__Assigned task__
Your answer should consist of each line below that contains the string "Some".
↓
//! Fan-out of contributor stats fetches.
//!
//! [`StatsScheduler`] owns the set of in-flight stats tasks. Tasks start
//! running as soon as they are spawned and complete in any order; callers
//! fan in with [`StatsScheduler::join_next`], which yields whichever task
//! finished first. Dropping the scheduler aborts anything still running.

use std::collections::HashMap;
use std::sync::Arc;

use tokio::task::{Id, JoinSet};

use crate::client::GitHubClient;
use crate::error::Result;
use crate::http::HttpError;
use crate::progress::ProgressCallback;
use crate::types::{ContributorStats, RepoRef, Repository};

/// A finished stats task.
#[derive(Debug)]
pub struct StatsOutcome {
    pub repo: RepoRef,
    pub result: Result<Vec<ContributorStats>>,
}

/// Explicitly owned executor for per-repository stats tasks.
pub struct StatsScheduler {
    client: GitHubClient,
    on_progress: Option<Arc<ProgressCallback>>,
    tasks: JoinSet<Result<Vec<ContributorStats>>>,
    in_flight: HashMap<Id, RepoRef>,
    spawned: usize,
}

impl StatsScheduler {
    pub fn new(client: GitHubClient, on_progress: Option<Arc<ProgressCallback>>) -> Self {
        Self {
            client,
            on_progress,
            tasks: JoinSet::new(),
            in_flight: HashMap::new(),
            spawned: 0,
        }
    }

    /// Start fetching stats for `repo` in the background.
    pub fn spawn(&mut self, repo: &Repository) {
        let client = self.client.clone();
        let on_progress = self.on_progress.clone();
        let (owner, name) = (repo.owner.clone(), repo.name.clone());

        let handle = self.tasks.spawn(async move {
            client
                .contributor_stats(&owner, &name, on_progress.as_deref())
                .await
        });
        self.in_flight.insert(handle.id(), repo.to_ref());
        self.spawned += 1;
    }

    /// Wait for the next task to finish, in completion order.
    ///
    /// Returns `None` once every spawned task has been joined. A task that
    /// panicked or was aborted is reported as an error outcome.
    pub async fn join_next(&mut self) -> Option<StatsOutcome> {
        let joined = self.tasks.join_next_with_id().await?;
        let outcome = match joined {
            Ok((id, result)) => StatsOutcome {
                repo: self.take_repo(id),
                result,
            },
            Err(e) => {
                let repo = self.take_repo(e.id());
                tracing::error!(repo = %repo, error = %e, "Stats task did not complete");
                StatsOutcome {
                    repo,
                    result: Err(HttpError::Transport(format!("task failed: {e}")).into()),
                }
            }
        };
        Some(outcome)
    }

    /// Wait for every task and return their outcomes in completion order.
    pub async fn drain(&mut self) -> Vec<StatsOutcome> {
        let mut outcomes = Vec::with_capacity(self.len());
        while let Some(outcome) = self.join_next().await {
            outcomes.push(outcome);
        }
        outcomes
    }

    /// Abort every outstanding task and wait for them to stop.
    pub async fn shutdown(&mut self) {
        self.tasks.shutdown().await;
        self.in_flight.clear();
    }

    /// Tasks spawned and not yet joined.
    pub fn len(&self) -> usize {
        self.tasks.len()
    }

    pub fn is_empty(&self) -> bool {
        self.tasks.is_empty()
    }

    /// Tasks spawned over the scheduler's lifetime.
    pub fn spawned(&self) -> usize {
        self.spawned
    }

    fn take_repo(&mut self, id: Id) -> RepoRef {
        self.in_flight.remove(&id).unwrap_or_else(|| RepoRef {
            owner: String::new(),
            name: String::new(),
        })
    }
}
↑
__Task answer__
        Some(outcome)
        while let Some(outcome) = self.join_next().await {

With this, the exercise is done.